Over 1,100 State Workers Send Letters Asking Gov. Mills to Close the Pay Gap
PHOTO: MSEA members at the State House Wednesday.
A delegation of state employees with the Maine Service Employees Association (SEIU-1989) delivered over 1,100 letters from their coworkers to Governor Mills on Thursday asking her to close the state employee pay gap. The letter delivery came as state workers in the Executive Branch of Maine State Government began their fifth month of working without a contract. The Mills administration and the workers are in contract negotiations via a mediator.
“Throughout all departments of Maine State Government, our worksites are understaffed and we are underpaid and overworked,” the state workers wrote to Governor Mills. “All the while, the State has record budget surpluses that have come at the expense of substantially underpaying us for the quality services we consistently provide to all Maine people."

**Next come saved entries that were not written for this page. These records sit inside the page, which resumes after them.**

//! Audio cues via the Web Audio API
//!
//! Procedurally generated sound effects - no external files needed. All
//! playback is fire-and-forget: failures are swallowed and never block the
//! frame loop. A retriggered cue simply starts a fresh oscillator.

use crate::sim::CueKind;

/// Audio manager for the game
#[cfg(target_arch = "wasm32")]
pub struct AudioManager {
    ctx: Option<web_sys::AudioContext>,
    volume: f32,
}

#[cfg(target_arch = "wasm32")]
impl AudioManager {
    pub fn new() -> Self {
        // May fail outside a secure context
        let ctx = web_sys::AudioContext::new().ok();
        if ctx.is_none() {
            log::warn!("Failed to create AudioContext - audio disabled");
        }
        Self { ctx, volume: 0.8 }
    }

    /// Prime the output channels after the first user gesture: resume the
    /// context and run each cue once at zero gain, so later fire-and-forget
    /// triggers survive autoplay gating.
    pub fn warm_up(&self) {
        let Some(ctx) = &self.ctx else { return };
        let _ = ctx.resume();
        self.play_hit(ctx, 0.0);
        self.play_lose(ctx, 0.0);
        log::info!("Audio channels warmed up");
    }

    /// Play a cue (fire-and-forget)
    pub fn play(&self, cue: CueKind) {
        let Some(ctx) = &self.ctx else { return };

        // Browsers suspend the context until a user gesture
        if ctx.state() == web_sys::AudioContextState::Suspended {
            let _ = ctx.resume();
        }

        match cue {
            CueKind::Hit => self.play_hit(ctx, self.volume),
            CueKind::Lose => self.play_lose(ctx, self.volume),
        }
    }

    /// Create an oscillator with gain envelope
    fn create_osc(
        &self,
        ctx: &web_sys::AudioContext,
        freq: f32,
        osc_type: web_sys::OscillatorType,
    ) -> Option<(web_sys::OscillatorNode, web_sys::GainNode)> {
        let osc = ctx.create_oscillator().ok()?;
        let gain = ctx.create_gain().ok()?;

        osc.set_type(osc_type);
        osc.frequency().set_value(freq);
        osc.connect_with_audio_node(&gain).ok()?;
        gain.connect_with_audio_node(&ctx.destination()).ok()?;

        Some((osc, gain))
    }

    /// Hit - short bright ping
    fn play_hit(&self, ctx: &web_sys::AudioContext, vol: f32) {
        let Some((osc, gain)) = self.create_osc(ctx, 400.0, web_sys::OscillatorType::Sine) else {
            return;
        };
        let t = ctx.current_time();

        gain.gain().set_value_at_time((vol * 0.3).max(0.0001), t).ok();
        gain.gain()
            .exponential_ramp_to_value_at_time(0.0001, t + 0.08)
            .ok();

        osc.start().ok();
        osc.stop_with_when(t + 0.1).ok();
    }

    /// Lose - sad descending tone
    fn play_lose(&self, ctx: &web_sys::AudioContext, vol: f32) {
        let Some((osc, gain)) = self.create_osc(ctx, 300.0, web_sys::OscillatorType::Sine) else {
            return;
        };
        let t = ctx.current_time();

        gain.gain().set_value_at_time((vol * 0.4).max(0.0001), t).ok();
        gain.gain()
            .exponential_ramp_to_value_at_time(0.0001, t + 0.5)
            .ok();
        osc.frequency().set_value_at_time(300.0, t).ok();
        osc.frequency()
            .exponential_ramp_to_value_at_time(80.0, t + 0.5)
            .ok();

        osc.start().ok();
        osc.stop_with_when(t + 0.6).ok();
    }
}

/// Native stub: same surface, no output
#[cfg(not(target_arch = "wasm32"))]
pub struct AudioManager;

#[cfg(not(target_arch = "wasm32"))]
impl AudioManager {
    pub fn new() -> Self {
        Self
    }

    pub fn warm_up(&self) {}

    pub fn play(&self, _cue: CueKind) {}
}

impl Default for AudioManager {
    fn default() -> Self {
        Self::new()
    }
}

The workers noted that state studies in 2009 and 2020 show that state workers are underpaid compared to the wages earned by their public and private sector counterparts throughout Maine and New England. With one in six positions in state government vacant – that’s over 2,100 vacant state jobs – state workers are asking Governor Mills to close the pay gap and ensure Maine State Government has the appropriate staffing levels to provide quality services to all Maine people. The record state budget surplus is a direct result of underpaying state workers for decades.
"We, the ordinary state worker, are picking up the work of the vacant positions, working many extra hours even though we don't qualify for overtime or compensation time, concerned about providing the services we know are essential and critical for our friends, family and communities," said Morgan Dunton, a member the MSEA bargaining team and an interdisciplinary instruction specialist for the Maine Department of Education. "We are exhausted, distressed and frustrated. We are asking Governor Mills to protect state services and respect state workers by providing competitive wages and improving the working conditions in our agencies.”
MSEA-SEIU Member Mark Brunton, who also serves on the union’s bargaining team and is president-elect of the union, said the Mills administration did not "unilaterally create the pay gap, but it has failed to adequately address it.
“The pay gap exists and it’s growing. We have made reasonable proposals for the improvement of working conditions and for wage increases to close the pay gap to put state workers on par with their peers," said Brunton. "Management so far has refused to make significant movement toward agreement at the bargaining table.”